**Source material**
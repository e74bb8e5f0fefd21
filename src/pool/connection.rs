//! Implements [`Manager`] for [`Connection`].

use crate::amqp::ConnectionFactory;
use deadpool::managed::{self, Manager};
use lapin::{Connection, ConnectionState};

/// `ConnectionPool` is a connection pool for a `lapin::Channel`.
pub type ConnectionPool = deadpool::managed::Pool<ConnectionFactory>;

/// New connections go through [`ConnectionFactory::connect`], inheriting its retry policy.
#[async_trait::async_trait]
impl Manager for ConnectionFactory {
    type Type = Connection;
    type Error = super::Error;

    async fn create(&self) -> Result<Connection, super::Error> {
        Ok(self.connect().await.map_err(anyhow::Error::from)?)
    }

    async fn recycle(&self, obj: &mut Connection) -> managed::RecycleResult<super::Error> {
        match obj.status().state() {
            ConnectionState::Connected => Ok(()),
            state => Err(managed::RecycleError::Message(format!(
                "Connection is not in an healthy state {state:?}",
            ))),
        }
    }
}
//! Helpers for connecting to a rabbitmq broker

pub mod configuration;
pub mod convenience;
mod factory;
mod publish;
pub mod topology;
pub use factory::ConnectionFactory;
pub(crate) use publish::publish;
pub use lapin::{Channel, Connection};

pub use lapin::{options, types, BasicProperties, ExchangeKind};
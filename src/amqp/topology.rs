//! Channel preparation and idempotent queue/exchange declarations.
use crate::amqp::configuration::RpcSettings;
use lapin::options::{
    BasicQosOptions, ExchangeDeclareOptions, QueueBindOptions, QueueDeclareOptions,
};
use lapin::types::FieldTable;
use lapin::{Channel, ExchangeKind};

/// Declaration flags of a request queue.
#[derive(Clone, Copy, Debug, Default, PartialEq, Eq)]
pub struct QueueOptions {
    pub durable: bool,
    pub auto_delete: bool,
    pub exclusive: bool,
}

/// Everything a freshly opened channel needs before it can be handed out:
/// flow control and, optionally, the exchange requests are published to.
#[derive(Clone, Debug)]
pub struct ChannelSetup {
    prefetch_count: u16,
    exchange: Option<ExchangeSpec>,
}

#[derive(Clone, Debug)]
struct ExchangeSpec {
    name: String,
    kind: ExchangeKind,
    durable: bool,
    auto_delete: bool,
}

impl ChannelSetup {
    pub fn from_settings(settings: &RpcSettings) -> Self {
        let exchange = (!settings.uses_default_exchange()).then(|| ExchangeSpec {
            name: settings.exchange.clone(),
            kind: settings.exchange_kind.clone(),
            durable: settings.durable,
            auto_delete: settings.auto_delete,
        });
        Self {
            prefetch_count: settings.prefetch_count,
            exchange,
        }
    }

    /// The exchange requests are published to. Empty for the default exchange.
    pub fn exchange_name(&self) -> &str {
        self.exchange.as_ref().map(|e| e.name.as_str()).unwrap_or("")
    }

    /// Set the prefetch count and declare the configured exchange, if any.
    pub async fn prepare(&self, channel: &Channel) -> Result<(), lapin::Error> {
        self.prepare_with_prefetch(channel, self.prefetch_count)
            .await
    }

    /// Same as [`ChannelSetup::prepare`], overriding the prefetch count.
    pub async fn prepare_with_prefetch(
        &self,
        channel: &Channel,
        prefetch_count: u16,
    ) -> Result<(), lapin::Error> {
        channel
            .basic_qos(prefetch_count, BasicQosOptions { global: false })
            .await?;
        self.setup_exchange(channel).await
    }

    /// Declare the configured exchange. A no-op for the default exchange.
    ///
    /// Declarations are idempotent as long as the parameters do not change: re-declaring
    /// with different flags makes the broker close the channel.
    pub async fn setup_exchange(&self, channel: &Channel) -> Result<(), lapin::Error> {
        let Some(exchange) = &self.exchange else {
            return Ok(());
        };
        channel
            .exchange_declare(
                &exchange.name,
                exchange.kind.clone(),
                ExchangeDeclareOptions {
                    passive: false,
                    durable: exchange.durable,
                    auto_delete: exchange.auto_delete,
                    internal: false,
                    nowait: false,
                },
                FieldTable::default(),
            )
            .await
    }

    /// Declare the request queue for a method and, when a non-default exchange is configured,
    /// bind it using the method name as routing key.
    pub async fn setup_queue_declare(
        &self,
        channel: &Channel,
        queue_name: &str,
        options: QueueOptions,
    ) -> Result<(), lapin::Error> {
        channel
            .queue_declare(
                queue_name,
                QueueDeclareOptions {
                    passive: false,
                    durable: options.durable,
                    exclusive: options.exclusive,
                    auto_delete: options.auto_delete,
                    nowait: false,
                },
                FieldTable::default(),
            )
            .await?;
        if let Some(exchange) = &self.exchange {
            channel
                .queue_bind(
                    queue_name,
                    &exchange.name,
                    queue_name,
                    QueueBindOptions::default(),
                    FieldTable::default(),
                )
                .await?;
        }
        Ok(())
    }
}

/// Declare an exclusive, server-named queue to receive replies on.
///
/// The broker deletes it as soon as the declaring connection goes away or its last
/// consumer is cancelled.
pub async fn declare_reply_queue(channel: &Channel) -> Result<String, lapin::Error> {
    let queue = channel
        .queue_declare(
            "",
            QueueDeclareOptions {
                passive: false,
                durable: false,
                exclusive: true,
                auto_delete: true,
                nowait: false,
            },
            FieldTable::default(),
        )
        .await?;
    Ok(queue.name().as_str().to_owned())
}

**Exercise**
All records above must be returned exactly as they appear.

**Expected output**
repository e74bb8e5f0fefd21
filename src/pool/connection.rs
//! Implements [`Manager`] for [`Connection`].

use crate::amqp::ConnectionFactory;
use deadpool::managed::{self, Manager};
use lapin::{Connection, ConnectionState};

/// `ConnectionPool` is a connection pool for a `lapin::Channel`.
pub type ConnectionPool = deadpool::managed::Pool<ConnectionFactory>;

/// New connections go through [`ConnectionFactory::connect`], inheriting its retry policy.
#[async_trait::async_trait]
impl Manager for ConnectionFactory {
    type Type = Connection;
    type Error = super::Error;

    async fn create(&self) -> Result<Connection, super::Error> {
        Ok(self.connect().await.map_err(anyhow::Error::from)?)
    }

    async fn recycle(&self, obj: &mut Connection) -> managed::RecycleResult<super::Error> {
        match obj.status().state() {
            ConnectionState::Connected => Ok(()),
            state => Err(managed::RecycleError::Message(format!(
                "Connection is not in an healthy state {state:?}",
            ))),
        }
    }
}
//! Helpers for connecting to a rabbitmq broker

pub mod configuration;
pub mod convenience;
mod factory;
mod publish;
pub mod topology;
pub use factory::ConnectionFactory;
pub(crate) use publish::publish;
pub use lapin::{Channel, Connection};

pub use lapin::{options, types, BasicProperties, ExchangeKind};
filename src/amqp/topology.rs
//! Channel preparation and idempotent queue/exchange declarations.
use crate::amqp::configuration::RpcSettings;
use lapin::options::{
    BasicQosOptions, ExchangeDeclareOptions, QueueBindOptions, QueueDeclareOptions,
};
use lapin::types::FieldTable;
use lapin::{Channel, ExchangeKind};

/// Declaration flags of a request queue.
#[derive(Clone, Copy, Debug, Default, PartialEq, Eq)]
pub struct QueueOptions {
    pub durable: bool,
    pub auto_delete: bool,
    pub exclusive: bool,
}

/// Everything a freshly opened channel needs before it can be handed out:
/// flow control and, optionally, the exchange requests are published to.
#[derive(Clone, Debug)]
pub struct ChannelSetup {
    prefetch_count: u16,
    exchange: Option<ExchangeSpec>,
}

#[derive(Clone, Debug)]
struct ExchangeSpec {
    name: String,
    kind: ExchangeKind,
    durable: bool,
    auto_delete: bool,
}

impl ChannelSetup {
    pub fn from_settings(settings: &RpcSettings) -> Self {
        let exchange = (!settings.uses_default_exchange()).then(|| ExchangeSpec {
            name: settings.exchange.clone(),
            kind: settings.exchange_kind.clone(),
            durable: settings.durable,
            auto_delete: settings.auto_delete,
        });
        Self {
            prefetch_count: settings.prefetch_count,
            exchange,
        }
    }

    /// The exchange requests are published to. Empty for the default exchange.
    pub fn exchange_name(&self) -> &str {
        self.exchange.as_ref().map(|e| e.name.as_str()).unwrap_or("")
    }

    /// Set the prefetch count and declare the configured exchange, if any.
    pub async fn prepare(&self, channel: &Channel) -> Result<(), lapin::Error> {
        self.prepare_with_prefetch(channel, self.prefetch_count)
            .await
    }

    /// Same as [`ChannelSetup::prepare`], overriding the prefetch count.
    pub async fn prepare_with_prefetch(
        &self,
        channel: &Channel,
        prefetch_count: u16,
    ) -> Result<(), lapin::Error> {
        channel
            .basic_qos(prefetch_count, BasicQosOptions { global: false })
            .await?;
        self.setup_exchange(channel).await
    }

    /// Declare the configured exchange. A no-op for the default exchange.
    ///
    /// Declarations are idempotent as long as the parameters do not change: re-declaring
    /// with different flags makes the broker close the channel.
    pub async fn setup_exchange(&self, channel: &Channel) -> Result<(), lapin::Error> {
        let Some(exchange) = &self.exchange else {
            return Ok(());
        };
        channel
            .exchange_declare(
                &exchange.name,
                exchange.kind.clone(),
                ExchangeDeclareOptions {
                    passive: false,
                    durable: exchange.durable,
                    auto_delete: exchange.auto_delete,
                    internal: false,
                    nowait: false,
                },
                FieldTable::default(),
            )
            .await
    }

    /// Declare the request queue for a method and, when a non-default exchange is configured,
    /// bind it using the method name as routing key.
    pub async fn setup_queue_declare(
        &self,
        channel: &Channel,
        queue_name: &str,
        options: QueueOptions,
    ) -> Result<(), lapin::Error> {
        channel
            .queue_declare(
                queue_name,
                QueueDeclareOptions {
                    passive: false,
                    durable: options.durable,
                    exclusive: options.exclusive,
                    auto_delete: options.auto_delete,
                    nowait: false,
                },
                FieldTable::default(),
            )
            .await?;
        if let Some(exchange) = &self.exchange {
            channel
                .queue_bind(
                    queue_name,
                    &exchange.name,
                    queue_name,
                    QueueBindOptions::default(),
                    FieldTable::default(),
                )
                .await?;
        }
        Ok(())
    }
}

/// Declare an exclusive, server-named queue to receive replies on.
///
/// The broker deletes it as soon as the declaring connection goes away or its last
/// consumer is cancelled.
pub async fn declare_reply_queue(channel: &Channel) -> Result<String, lapin::Error> {
    let queue = channel
        .queue_declare(
            "",
            QueueDeclareOptions {
                passive: false,
                durable: false,
                exclusive: true,
                auto_delete: true,
                nowait: false,
            },
            FieldTable::default(),
        )
        .await?;
    Ok(queue.name().as_str().to_owned())
}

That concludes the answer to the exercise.